Interesting phishing filter.
Anybody noticed blurry nav menus?
i.e http://techreport.com/reviews/2006q1/aiw-x1900/index.x?pg=9
The nav menu text is blurry.. anti aliased?
both browers at 100% zoom/ medium text, infact I can't change text size with ie7.

That's because IE7 uses ClearType fonts (antialiased). You can disable it under internet options -> advanced. Some sites won't allow you to change font size because that's how their CSS is structured -- but it works fine here on techreport.
 
volt said:
That's because IE7 uses ClearType fonts (antialiased). You can disable it under internet options -> advanced. Some sites won't allow you to change font size because that's how their CSS is structured -- but it works fine here on techreport.
that's stupid.
I have it disabed in appearance so why should IE be special and have it's own option?
Unless you use an LCD it looks like shit.
 
DemoCoder said:
You'll find them less of an annoyance when IE breaks a file download and progress and you're trying to search out where the damn partially downloaded file is, due to IE's stupid default behavior "let me dowload to a temp file called QXYZ in a hidden folder and then COPY it to the final file destination at the end"

This doesn't happen that often, unless you're behind a slow connection. Most of the time the file will resume from where it left off as long as you save it to the same location.

Firefox: CTRL-SHIFT-DEL or Tools -> Clear Private Data.

One more button to push, I feel so sorry for you.
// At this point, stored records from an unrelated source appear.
//! Integration tests: wave transform followed by the sediment budget.

use littoral_core::WaveConditions;
use littoral_grid::Grid;
use littoral_shoreline::{trace_all, Shoreline};
use littoral_test_utils::{grid_from_rows, strip_grid};
use littoral_transport::{sediment_budget, wave_transform, ClosurePolicy, TransportParams};

fn traced(mut grid: Grid) -> (Grid, Shoreline) {
    let mut shore = Shoreline::new();
    trace_all(&mut grid, &mut shore).expect("trace");
    (grid, shore)
}

fn bay() -> Grid {
    grid_from_rows(&[
        &[0.0, 0.0, 0.0, 0.0, 0.0, 0.0, 0.0, 0.0],
        &[0.0, 0.0, 0.0, 0.0, 0.0, 0.0, 0.0, 0.0],
        &[1.0, 0.6, 0.0, 0.0, 0.0, 0.0, 0.3, 1.0],
        &[1.0, 1.0, 0.5, 0.0, 0.0, 0.4, 1.0, 1.0],
        &[1.0, 1.0, 1.0, 0.7, 0.5, 1.0, 1.0, 1.0],
        &[1.0, 1.0, 1.0, 1.0, 1.0, 1.0, 1.0, 1.0],
    ])
}

#[test]
fn three_by_three_strip_is_quiescent_under_normal_waves() {
    let (grid, mut shore) = traced(strip_grid(3, 3, 1));
    let params = TransportParams::default();
    let waves = WaveConditions::new(0.0, 8.0, 1.0);

    let wave_stats = wave_transform(&grid, &mut shore, waves, 86_400.0, &params);
    let budget = sediment_budget(&grid, &mut shore, &params);

    assert_eq!(wave_stats.nodes, 3);
    assert!(wave_stats.total_potential.abs() < 1e-9);
    for id in shore.interior_nodes() {
        assert!(shore.get(id).unwrap().props.net_volume_change.abs() < 1e-9);
    }
    assert!(budget.boundary_outflux.abs() < 1e-9);
}

#[test]
fn bay_budget_balances_against_the_boundaries() {
    let params = TransportParams::default();
    for angle in [-0.7, -0.2, 0.25, 0.6] {
        let (grid, mut shore) = traced(bay());
        let waves = WaveConditions::new(angle, 7.0, 1.3);
        let stats = wave_transform(&grid, &mut shore, waves, 3600.0, &params);
        let budget = sediment_budget(&grid, &mut shore, &params);
        let scale = stats.total_potential.max(1.0);
        assert!(
            (budget.net_change + budget.boundary_outflux).abs() < 1e-9 * scale,
            "angle {angle}: net {} outflux {}",
            budget.net_change,
            budget.boundary_outflux
        );
    }
}

#[test]
fn derived_closure_depth_is_recorded_per_node() {
    let params = TransportParams::builder()
        .closure(ClosurePolicy::Derived)
        .build()
        .unwrap();
    let (grid, mut shore) = traced(bay());
    wave_transform(&grid, &mut shore, WaveConditions::new(0.3, 7.0, 1.3), 3600.0, &params);
    sediment_budget(&grid, &mut shore, &params);
    for id in shore.interior_nodes() {
        let depth = shore.get(id).unwrap().props.closure_depth;
        assert!(depth >= params.shelf.minimum_closure_depth, "{depth}");
    }
}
As I said, you can configure it to be automatic as well.

Like what? You just acknowledged that IE6 was massively lacking in features behind Firefox and that it mostly caught up. So what was added in IE7 that Firefox doesn't have?

Actually, Firefox alone has very few features built in, it's the plugins that give it added functionality. IE7 comes standard with alot of new features.

You don't care, even though it is causing massive problems for web developers, leading to wasted $$$ and resources on sites, and increased bugs on websites. You don't care that Microsoft is deliberately fucking over everyone else but shipping a shoddy product, bifuricating the market. How did you feel when IHVs shipped GPUs which implemented broken features and held back progress?

Not a very good counter argument. Broken features on GPUs led to those advertised features not being available to their paying owners. IE users (the vast majority for the past 6 years) did not experience any broken features or buggy sites, nor did they pay specifically for IE. This issue hasn't even come up until recently because of Firefox's relatively large adoption due to the insurge of malware and viruses using IE's vulnerabilities. Now that people find some sites display incorrectly in Firefox it's become a huge deal.
icon_rolleyes.gif
Opera has been around longer than Firefox and displays far more pages incorrectly, so why wasn't this issue brought up a long time ago? I think it's the rabid Firefox fanbase making the most noise.

Firefox doesn't care what OS or patch level you have. But then, I guess architecting a web browser so it doesn't need patches in the core of your OS doesn't count for much.

Don't try to push Firefox on me please, I get enough of that. In fact I already have it installed along with Opera and I'm well aware of all the browsers. I prefer Opera, it's much faster, has many more features and is very configurable. In fact I prefer IE over Firefox because it works well and it's fast, the only reason I stopped using it is because of its vulnerabilities.